Christopher Chabris y Daniel Simons llevaron a cabo un experimento que lo demostró. A un grupo de personas se le pedía que contara el número de pases que daba un grupo de jugadores de baloncesto en una película. A mitad del metraje, un tipo disfrazado de gorila aparecía en el centro de la acción, golpeándose el pecho. Cuando se les preguntó a los participantes si habían visto u oído algo inusual, más de la mitad no había reparado en el gorila. Verlo, lo vieron, pero no quedó registrado en sus cerebros.
Eso mismo es a lo que yo aspiro ahora cuando pongo un disco: a que las canciones se mezclen con el acúfeno y mi cerebro acabe por no detectarlo, como al gorila. Cuando decimos que la música nos transporta, a veces queremos decir que nos desconecta de nosotros mismos, literalmente. Cuanto más sincopada y afilada la canción, mejor (Sistema de Entretenimiento es un grupo perfecto para esto, por poner un ejemplo gráfico). Y cuanto más ruido, también mejor. El noise, con más noise se quita. Al menos, en mi caso. No es casual que en estos últimos siete meses haya machacado con insistencia lo nuevo de Bodega, Girls In Synthesis, Inhaler, Fontaines D.C., Folly Group o Yard Act, entre otros muchos.

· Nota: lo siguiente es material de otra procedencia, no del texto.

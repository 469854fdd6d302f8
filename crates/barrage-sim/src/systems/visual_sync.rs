//! Visual-sync system: hands positions to the render handles.

use crate::ecs::{occupied, World};

/// Copy each sprite entity's position into its visual anchor.
pub fn run(world: &mut World) {
    for idx in occupied(&world.visuals) {
        if let (Some(visual), Some(pos)) = (world.visuals[idx].as_mut(), world.positions[idx]) {
            visual.anchor = pos;
        }
    }
}
//! Scheduler actions: bound-parameter records fired by the cron.
//!
//! Every deferred effect in the simulation is one of these values, so a
//! timeline can be inspected, serialized and replayed. `invoke` is the only
//! place they touch the simulation context.

use serde::{Deserialize, Serialize};
use tracing::{debug, info, warn};

use barrage_core::components::Shape;
use barrage_core::events::SimEvent;
use barrage_core::timing::LerpThing;
use barrage_core::types::EntityId;

use crate::cron::{Cron, Flow};
use crate::engine::SimContext;
use crate::error::SimError;
use crate::factory::{self, PatternExtras};
use crate::scenario::PatternSpec;

#[derive(Debug, Clone, PartialEq, Serialize, Deserialize)]
#[serde(tag = "type", rename_all = "snake_case")]
pub enum CronAction {
    /// Replace the stage title.
    SetLabel { text: String },
    /// Create a pattern entity.
    SpawnPattern(PatternSpec),
    /// Attach (`Some`) or remove (`None`) the outline around the target.
    SetTargetShape {
        #[serde(default)]
        shape: Option<Shape>,
    },
    /// Write the run statistics into the HUD.
    ShowStats,
    /// Start fading a bullet out, if it still exists.
    FadeOut { entity: EntityId },
    /// End the run.
    Stop,
}

impl CronAction {
    pub fn invoke(
        self,
        ctx: &mut SimContext,
        cron: &mut Cron<CronAction>,
    ) -> Result<Flow, SimError> {
        let now = cron.now();
        match self {
            CronAction::SetLabel { text } => {
                ctx.hud.set_title(&mut ctx.world, &text);
                info!(at = now, text = %text, "stage");
                ctx.events.push(SimEvent::LabelChanged { at: now, text });
            }
            CronAction::SpawnPattern(spec) => match spawn_pattern(ctx, spec) {
                Ok((entity, bullets)) => {
                    debug!(at = now, %entity, bullets, "pattern spawned");
                    ctx.events.push(SimEvent::PatternSpawned {
                        at: now,
                        entity,
                        bullets,
                    });
                }
                Err(err) => {
                    warn!(at = now, error = %err, "pattern rejected");
                    ctx.events.push(SimEvent::PatternRejected {
                        at: now,
                        reason: err.to_string(),
                    });
                }
            },
            CronAction::SetTargetShape { shape } => {
                match ctx.target.and_then(|t| ctx.world.slot(t)) {
                    Some(idx) => ctx.world.shapes[idx] = shape,
                    None => warn!(at = now, "target is gone, shape not changed"),
                }
            }
            CronAction::ShowStats => {
                ctx.hud.show_stats(&mut ctx.world, &ctx.stats);
                info!(
                    slowest_fps = ctx.stats.slowest_fps,
                    slowest_sprites = ctx.stats.slowest_sprites,
                    most_fps = ctx.stats.most_fps,
                    most_sprites = ctx.stats.most_sprites,
                    "run statistics"
                );
                ctx.events.push(SimEvent::StatsShown {
                    at: now,
                    slowest_fps: ctx.stats.slowest_fps,
                    slowest_sprites: ctx.stats.slowest_sprites,
                    most_fps: ctx.stats.most_fps,
                    most_sprites: ctx.stats.most_sprites,
                });
            }
            CronAction::FadeOut { entity } => {
                if let Some(idx) = ctx.world.slot(entity) {
                    ctx.world.fades[idx] = Some(LerpThing::fade_out());
                }
            }
            CronAction::Stop => {
                info!(at = now, "timeline finished");
                ctx.events.push(SimEvent::Stopped { at: now });
                return Ok(Flow::Stop);
            }
        }
        Ok(Flow::Continue)
    }
}

/// Run the pattern factory for a spec, resolving `aim_at_target` against the
/// context's target.
pub(crate) fn spawn_pattern(
    ctx: &mut SimContext,
    spec: PatternSpec,
) -> Result<(EntityId, u32), barrage_core::error::PatternError> {
    let target = if spec.aim_at_target { ctx.target } else { None };
    let bullets = spec.source.bullets;
    let entity = factory::spawn_pattern(
        &mut ctx.world,
        spec.position,
        spec.source,
        spec.bullet,
        PatternExtras {
            lifetime: spec.lifetime,
            rotation: spec.rotation,
            target,
            momentum: spec.momentum,
        },
    )?;
    Ok((entity, bullets))
}
//! Serialization tests for the shared vocabulary.

use crate::components::{BulletFactory, FadeFlags, Shape, SpriteKind};
use crate::events::SimEvent;
use crate::pattern::{BulletSource, Heartbeat, Ring};
use crate::timing::{Ease, LerpThing, Repeat};
use crate::types::EntityId;

#[test]
fn test_bullet_factory_json_shape() {
    let json = r#"{
        "sprite": "green",
        "speed": -150,
        "fade": 3,
        "lifetime": 8,
        "angular_momentum": 45
    }"#;
    let factory: BulletFactory = serde_json::from_str(json).unwrap();
    assert_eq!(factory.sprite, SpriteKind::Green);
    assert_eq!(factory.speed, -150.0);
    assert_eq!(factory.fade, FadeFlags::BOTH);
    assert_eq!(factory.extras.lifetime, Some(8.0));
    assert_eq!(factory.extras.angular_momentum, Some(45.0));
}

#[test]
fn test_bullet_factory_with_rotation_round_trip() {
    let factory = BulletFactory::new(SpriteKind::Yellow, 10.0).with_rotation(
        LerpThing::new(0.0, 360.0, 8.0)
            .with_ease(Ease::OutSine)
            .with_repeat(Repeat::Forever),
    );
    let json = serde_json::to_string(&factory).unwrap();
    let back: BulletFactory = serde_json::from_str(&json).unwrap();
    assert_eq!(back, factory);
}

#[test]
fn test_bullet_source_json() {
    let json = r##"{
        "bullets": 18,
        "ring": {"radius": 50, "count": 18, "aim": 90, "width": 180},
        "heartbeat": {"period": 1, "pattern": "#...#...#...#..."},
        "aim": 10
    }"##;
    let source: BulletSource = serde_json::from_str(json).unwrap();
    assert_eq!(source.bullets, 18);
    assert_eq!(source.ring.width(), 180.0);
    assert_eq!(source.heartbeat.len(), 16);
    assert_eq!(source.aim, 10.0);
    assert_eq!(source.rotation, 0.0);
}

#[test]
fn test_bullet_source_rejects_bad_heartbeat() {
    let json = r##"{
        "bullets": 4,
        "ring": {"radius": 50, "count": 4},
        "heartbeat": {"period": 1, "pattern": ""}
    }"##;
    assert!(serde_json::from_str::<BulletSource>(json).is_err());
}

#[test]
fn test_heartbeat_serializes_as_pattern_string() {
    let hb = Heartbeat::new(2.0, "#.#.").unwrap();
    let value = serde_json::to_value(&hb).unwrap();
    assert_eq!(value["pattern"], "#.#.");
    assert_eq!(value["period"], 2.0);
}

#[test]
fn test_ring_serializes_all_fields() {
    let ring = Ring::new(10.0, 2).unwrap();
    let value = serde_json::to_value(ring).unwrap();
    assert_eq!(value["width"], 360.0);
}

#[test]
fn test_shape_and_event_tags() {
    let shape = Shape::Circle {
        radius: 16.0,
        color: "red".into(),
    };
    let value = serde_json::to_value(&shape).unwrap();
    assert_eq!(value["kind"], "circle");

    let event = SimEvent::PatternSpawned {
        at: 3.0,
        entity: EntityId::new(5, 0),
        bullets: 4,
    };
    let value = serde_json::to_value(&event).unwrap();
    assert_eq!(value["type"], "PatternSpawned");
    assert_eq!(value["entity"]["index"], 5);
}
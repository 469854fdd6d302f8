//! Errors raised while constructing pattern descriptions.

use thiserror::Error;

/// A pattern description that cannot drive an emitter.
#[derive(Debug, Clone, PartialEq, Error)]
pub enum PatternError {
    #[error("heartbeat pattern is empty")]
    EmptyHeartbeat,
    #[error("unknown heartbeat symbol {0:?} (expected '#' or '.')")]
    UnknownBeatSymbol(char),
    #[error("heartbeat period must be positive and finite, got {0}")]
    InvalidPeriod(f32),
    #[error("ring needs at least one slot")]
    ZeroRingCount,
    #[error("bullet source must emit at least one bullet")]
    ZeroBullets,
    #[error("{0} is not finite")]
    NonFinite(&'static str),
    #[error("ring width must not be negative, got {0}")]
    NegativeWidth(f32),
}
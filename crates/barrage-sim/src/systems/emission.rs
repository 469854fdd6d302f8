//! Emission system: turns heartbeat beats into bullets.

use tracing::warn;

use crate::actions::CronAction;
use crate::cron::Cron;
use crate::ecs::{occupied, World};
use crate::error::SimError;
use crate::factory;

/// Advance every pattern's heartbeat and spawn the volleys that are due.
///
/// Bullets spawned here exist for every later system this frame. Returns
/// the number of bullets spawned.
pub fn run(world: &mut World, cron: &mut Cron<CronAction>, dt: f32) -> Result<usize, SimError> {
    let mut spawned = 0;
    for idx in occupied(&world.bullet_sources) {
        let Some(entity) = world.entity_at(idx) else {
            continue;
        };
        let Some(origin) = world.positions[idx] else {
            continue;
        };
        let Some(source) = world.bullet_sources[idx].as_mut() else {
            continue;
        };
        let shots = source.fire(dt);
        if shots.is_empty() {
            continue;
        }
        let Some(bullet) = world.bullet_factories[idx].clone() else {
            continue;
        };
        if !origin.is_finite() {
            warn!(%entity, "pattern position is not finite");
            return Err(SimError::NonFinitePosition { entity });
        }
        for (offset, direction) in shots {
            factory::spawn_from_factory(world, cron, &bullet, origin + offset, direction);
            spawned += 1;
        }
    }
    Ok(spawned)
}

#[cfg(test)]
mod tests {
    use super::*;
    use barrage_core::components::{BulletFactory, FadeFlags, SpriteKind};
    use barrage_core::pattern::{BulletSource, Heartbeat, Ring};
    use barrage_core::types::angle_of;
    use glam::Vec2;

    use crate::factory::{spawn_pattern, PatternExtras};

    fn ring_pattern(world: &mut World, beats: &str, fade: FadeFlags) -> usize {
        let source = BulletSource::new(
            4,
            Ring::new(50.0, 4).unwrap(),
            Heartbeat::new(1.0, beats).unwrap(),
        )
        .unwrap();
        let e = spawn_pattern(
            world,
            Vec2::new(512.0, 384.0),
            source,
            BulletFactory::new(SpriteKind::HotPink, 100.0)
                .with_fade(fade)
                .with_lifetime(2.0),
            PatternExtras::default(),
        )
        .unwrap();
        e.index as usize
    }

    #[test]
    fn test_first_frame_emits_full_volley() {
        let mut world = World::new();
        let mut cron = Cron::new();
        ring_pattern(&mut world, "#.......#.......", FadeFlags::NONE);
        let spawned = run(&mut world, &mut cron, 1.0 / 60.0).unwrap();
        assert_eq!(spawned, 4);
        assert_eq!(world.entity_count(), 5);
        assert_eq!(occupied(&world.in_world).len(), 4);

        let mut angles: Vec<i32> = occupied(&world.momenta)
            .into_iter()
            .map(|i| angle_of(world.momenta[i].unwrap()).rem_euclid(360.0).round() as i32 % 360)
            .collect();
        angles.sort();
        assert_eq!(angles, vec![0, 90, 180, 270]);

        for i in occupied(&world.in_world) {
            let offset = world.positions[i].unwrap() - Vec2::new(512.0, 384.0);
            assert!((offset.length() - 50.0).abs() < 1e-3);
            assert!((world.momenta[i].unwrap().length() - 100.0).abs() < 1e-3);
        }
    }

    #[test]
    fn test_rest_beats_do_not_emit() {
        let mut world = World::new();
        let mut cron = Cron::new();
        ring_pattern(&mut world, "#.......#.......", FadeFlags::NONE);
        run(&mut world, &mut cron, 1.0 / 60.0).unwrap();
        let mut total = 0;
        for _ in 0..20 {
            total += run(&mut world, &mut cron, 1.0 / 60.0).unwrap();
        }
        assert_eq!(total, 0);
    }

    #[test]
    fn test_fade_out_requests_are_scheduled() {
        let mut world = World::new();
        let mut cron = Cron::new();
        ring_pattern(&mut world, "#...............", FadeFlags::OUT);
        run(&mut world, &mut cron, 0.01).unwrap();
        assert_eq!(cron.len(), 4);
        assert!((cron.next_due().unwrap() - 1.75).abs() < 1e-9);
    }

    #[test]
    fn test_non_finite_position_aborts() {
        let mut world = World::new();
        let mut cron = Cron::new();
        let idx = ring_pattern(&mut world, "#...", FadeFlags::NONE);
        world.positions[idx] = Some(Vec2::new(f32::INFINITY, 0.0));
        let err = run(&mut world, &mut cron, 0.01).unwrap_err();
        assert!(matches!(err, SimError::NonFinitePosition { .. }));
        assert_eq!(world.entity_count(), 1);
    }

    #[test]
    fn test_pattern_without_factory_is_skipped() {
        let mut world = World::new();
        let mut cron = Cron::new();
        let idx = ring_pattern(&mut world, "#...", FadeFlags::NONE);
        world.bullet_factories[idx] = None;
        assert_eq!(run(&mut world, &mut cron, 0.01).unwrap(), 0);
    }
}
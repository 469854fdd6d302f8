//! Angular-momentum system: bends bullet paths.

use barrage_core::types::rotate;

use crate::ecs::{occupied, World};

/// Turn each momentum vector by `angular_momentum * dt` degrees.
pub fn run(world: &mut World, dt: f32) {
    for idx in occupied(&world.angular_momenta) {
        let (Some(rate), Some(momentum)) = (world.angular_momenta[idx], world.momenta[idx].as_mut())
        else {
            continue;
        };
        *momentum = rotate(*momentum, rate * dt);
    }
}
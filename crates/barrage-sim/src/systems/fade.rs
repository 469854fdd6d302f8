//! Fade system: drives sprite alpha from a temporary interpolation.

use crate::ecs::{occupied, World};

/// Advance every fade by `dt` and write the result to the sprite's alpha.
/// A fade that has finished is removed in the same frame.
pub fn run(world: &mut World, dt: f32) {
    for idx in occupied(&world.fades) {
        let Some(visual) = world.visuals[idx].as_mut() else {
            continue;
        };
        let Some(fade) = world.fades[idx].as_mut() else {
            continue;
        };
        visual.alpha = fade.value(dt);
        if fade.is_finished() {
            world.fades[idx] = None;
        }
    }
}
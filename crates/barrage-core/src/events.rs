//! Events emitted by the simulation for the driver to log or forward.

use serde::{Deserialize, Serialize};

use crate::types::EntityId;

/// Something noteworthy that happened during a frame.
#[derive(Debug, Clone, PartialEq, Serialize, Deserialize)]
#[serde(tag = "type")]
pub enum SimEvent {
    /// The stage title changed.
    LabelChanged { at: f64, text: String },
    /// A pattern entity was created.
    PatternSpawned { at: f64, entity: EntityId, bullets: u32 },
    /// A pattern was rejected at construction.
    PatternRejected { at: f64, reason: String },
    /// The countdown moved on to a new label.
    CountdownShown { at: f64, text: String },
    /// The countdown ran out and its label was removed.
    CountdownFinished { at: f64 },
    /// The run statistics were written to the HUD.
    StatsShown {
        at: f64,
        slowest_fps: u32,
        slowest_sprites: usize,
        most_fps: u32,
        most_sprites: usize,
    },
    /// The timeline asked the run to end.
    Stopped { at: f64 },
}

Hace siete meses de aquella mañana de septiembre en que me desperté aturdido por un tinnitus violento y agudísimo. Que ahí sigue. Pero al final uno se acostumbra gracias a la experiencia totalizadora (y por tanto curativa) de las canciones. Incluso de las que yo me voy cantando a mí mismo para distraerme, cuando el tímpano izquierdo se me acopla más de la cuenta (si vas por Madrid y ves a alguien canturreando a treinta grados y sin una nube que “hoooy también se ha vuelto a nublaaaar”, no pienses mal: soy yo).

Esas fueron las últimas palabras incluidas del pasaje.